__What you will do__. Provide again, from the entries below, every line from the one containing "found in the" through the one containing "let outer = |a: &M, b: &M|", exactly as written, and no other line.

__Information provided__.
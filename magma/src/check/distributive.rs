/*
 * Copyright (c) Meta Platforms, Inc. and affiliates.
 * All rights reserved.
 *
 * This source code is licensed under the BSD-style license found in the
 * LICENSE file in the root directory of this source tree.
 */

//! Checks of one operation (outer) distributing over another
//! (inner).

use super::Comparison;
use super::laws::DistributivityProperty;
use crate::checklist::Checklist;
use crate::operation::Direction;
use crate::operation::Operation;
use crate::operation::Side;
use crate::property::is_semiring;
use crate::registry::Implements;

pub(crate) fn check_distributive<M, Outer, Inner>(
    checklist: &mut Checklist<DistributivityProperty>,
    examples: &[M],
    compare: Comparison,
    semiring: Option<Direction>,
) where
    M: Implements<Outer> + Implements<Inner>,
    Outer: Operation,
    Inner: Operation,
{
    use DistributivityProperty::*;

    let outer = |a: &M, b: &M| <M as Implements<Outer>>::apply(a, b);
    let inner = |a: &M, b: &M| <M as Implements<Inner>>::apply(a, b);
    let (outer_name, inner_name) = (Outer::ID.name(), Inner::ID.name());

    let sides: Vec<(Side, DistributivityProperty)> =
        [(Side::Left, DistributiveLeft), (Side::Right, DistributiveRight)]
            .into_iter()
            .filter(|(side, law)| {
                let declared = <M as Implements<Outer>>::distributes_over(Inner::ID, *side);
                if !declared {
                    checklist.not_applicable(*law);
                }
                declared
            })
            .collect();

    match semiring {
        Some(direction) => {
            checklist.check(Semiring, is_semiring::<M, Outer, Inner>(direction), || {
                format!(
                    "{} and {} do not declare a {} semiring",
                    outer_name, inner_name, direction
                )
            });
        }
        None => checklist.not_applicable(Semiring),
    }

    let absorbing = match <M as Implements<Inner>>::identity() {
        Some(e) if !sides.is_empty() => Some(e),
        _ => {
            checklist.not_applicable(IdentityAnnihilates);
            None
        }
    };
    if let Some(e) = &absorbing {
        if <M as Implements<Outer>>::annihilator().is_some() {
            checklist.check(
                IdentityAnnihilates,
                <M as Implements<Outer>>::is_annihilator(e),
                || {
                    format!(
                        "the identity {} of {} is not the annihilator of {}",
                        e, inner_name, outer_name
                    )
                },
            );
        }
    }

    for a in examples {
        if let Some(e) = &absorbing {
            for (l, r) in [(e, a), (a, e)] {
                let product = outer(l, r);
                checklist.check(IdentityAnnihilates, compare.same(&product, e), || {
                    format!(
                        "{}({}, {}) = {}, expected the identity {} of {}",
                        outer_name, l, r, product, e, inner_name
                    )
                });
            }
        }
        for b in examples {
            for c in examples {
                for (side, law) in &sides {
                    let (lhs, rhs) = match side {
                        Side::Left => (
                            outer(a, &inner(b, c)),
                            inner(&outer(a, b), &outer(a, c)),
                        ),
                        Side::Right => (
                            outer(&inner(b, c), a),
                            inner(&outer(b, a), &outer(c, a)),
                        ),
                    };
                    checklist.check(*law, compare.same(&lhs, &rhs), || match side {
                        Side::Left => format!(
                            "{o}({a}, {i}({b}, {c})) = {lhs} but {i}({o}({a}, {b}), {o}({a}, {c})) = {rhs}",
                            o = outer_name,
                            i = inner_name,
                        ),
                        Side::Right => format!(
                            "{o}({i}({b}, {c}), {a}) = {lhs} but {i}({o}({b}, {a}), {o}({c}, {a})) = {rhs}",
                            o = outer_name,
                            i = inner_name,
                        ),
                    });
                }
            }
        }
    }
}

__Solution to this exercise__.
 * This source code is licensed under the BSD-style license found in the
 * LICENSE file in the root directory of this source tree.
 */

//! Checks of one operation (outer) distributing over another
//! (inner).

use super::Comparison;
use super::laws::DistributivityProperty;
use crate::checklist::Checklist;
use crate::operation::Direction;
use crate::operation::Operation;
use crate::operation::Side;
use crate::property::is_semiring;
use crate::registry::Implements;

pub(crate) fn check_distributive<M, Outer, Inner>(
    checklist: &mut Checklist<DistributivityProperty>,
    examples: &[M],
    compare: Comparison,
    semiring: Option<Direction>,
) where
    M: Implements<Outer> + Implements<Inner>,
    Outer: Operation,
    Inner: Operation,
{
    use DistributivityProperty::*;

    let outer = |a: &M, b: &M| <M as Implements<Outer>>::apply(a, b);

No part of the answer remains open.